◆ **Dataset**
// Randomness oracle integration: request side, on-chain coordinator and winner arithmetic
use crate::{
    error::LotteryError,
    events::LotteryEvent,
    state::{Config, Coordinator},
};
use solana_program::{msg, program_error::ProgramError};

/// Random words requested per round
pub const NUM_WORDS: u32 = 1;
/// Confirmations the oracle waits for before answering
pub const REQUEST_CONFIRMATIONS: u16 = 3;
pub const MAX_NUM_WORDS: u32 = 500;
pub const MAX_CALLBACK_GAS_LIMIT: u32 = 2_500_000;

/// A 256-bit random word, big-endian
pub type RandomWord = [u8; 32];

/// Parameters of a single randomness request
#[derive(Clone, Debug, PartialEq, Eq)]
pub struct RandomnessRequest {
    pub gas_lane: [u8; 32],
    pub subscription_id: u64,
    pub request_confirmations: u16,
    pub callback_gas_limit: u32,
    pub num_words: u32,
}

impl RandomnessRequest {
    pub fn for_config(config: &Config) -> Self {
        Self {
            gas_lane: config.gas_lane,
            subscription_id: config.subscription_id,
            request_confirmations: REQUEST_CONFIRMATIONS,
            callback_gas_limit: config.callback_gas_limit,
            num_words: NUM_WORDS,
        }
    }

    /// Announcement the off-chain oracle answers once the request got `request_id`
    pub fn requested_event(&self, request_id: u64) -> LotteryEvent {
        LotteryEvent::RandomWordsRequested {
            request_id,
            gas_lane: self.gas_lane,
            subscription_id: self.subscription_id,
            request_confirmations: self.request_confirmations,
            callback_gas_limit: self.callback_gas_limit,
            num_words: self.num_words,
        }
    }
}

/// Accepts randomness requests and hands back the id the fulfillment will carry.
pub trait RandomnessCoordinator {
    fn request_random_words(&mut self, request: &RandomnessRequest) -> Result<u64, ProgramError>;
}

/// Coordinator backed by the program's coordinator account
pub struct VrfCoordinator<'a> {
    state: &'a mut Coordinator,
}

impl<'a> VrfCoordinator<'a> {
    pub fn new(state: &'a mut Coordinator) -> Self {
        Self { state }
    }
}

impl RandomnessCoordinator for VrfCoordinator<'_> {
    fn request_random_words(&mut self, request: &RandomnessRequest) -> Result<u64, ProgramError> {
        if request.subscription_id != self.state.subscription_id {
            msg!(
                "Unknown subscription {}, coordinator serves {}",
                request.subscription_id,
                self.state.subscription_id
            );
            return Err(LotteryError::InvalidSubscription.into());
        }

        if request.num_words == 0 || request.num_words > MAX_NUM_WORDS {
            msg!("Cannot request {} random words", request.num_words);
            return Err(LotteryError::RandomnessRequestRejected.into());
        }

        if request.callback_gas_limit > MAX_CALLBACK_GAS_LIMIT {
            msg!(
                "Callback gas limit {} above {}",
                request.callback_gas_limit,
                MAX_CALLBACK_GAS_LIMIT
            );
            return Err(LotteryError::RandomnessRequestRejected.into());
        }

        let request_id = self.state.next_request_id;
        self.state.next_request_id = request_id
            .checked_add(1)
            .ok_or(LotteryError::Overflow)?;

        Ok(request_id)
    }
}

/// Index of the winning ticket: `word mod total_tickets`, with `word` read as a
/// big-endian 256-bit integer. Slightly biased unless `total_tickets` is a power of two.
pub fn winner_index(word: &RandomWord, total_tickets: u64) -> u64 {
    if total_tickets == 0 {
        return 0;
    }

    let modulus = total_tickets as u128;
    word.iter()
        .fold(0u128, |acc, byte| (acc * 256 + *byte as u128) % modulus) as u64
}

/// Random word holding `value` in its low 64 bits
pub fn word_from_u64(value: u64) -> RandomWord {
    let mut word = [0u8; 32];
    word[24..].copy_from_slice(&value.to_be_bytes());
    word
}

◆ **Your instructions**
The string "ProgramError" shows up in some lines of the listing. Copy each such line.

◆ **Solution to this task**
use solana_program::{msg, program_error::ProgramError};
    fn request_random_words(&mut self, request: &RandomnessRequest) -> Result<u64, ProgramError>;
    fn request_random_words(&mut self, request: &RandomnessRequest) -> Result<u64, ProgramError> {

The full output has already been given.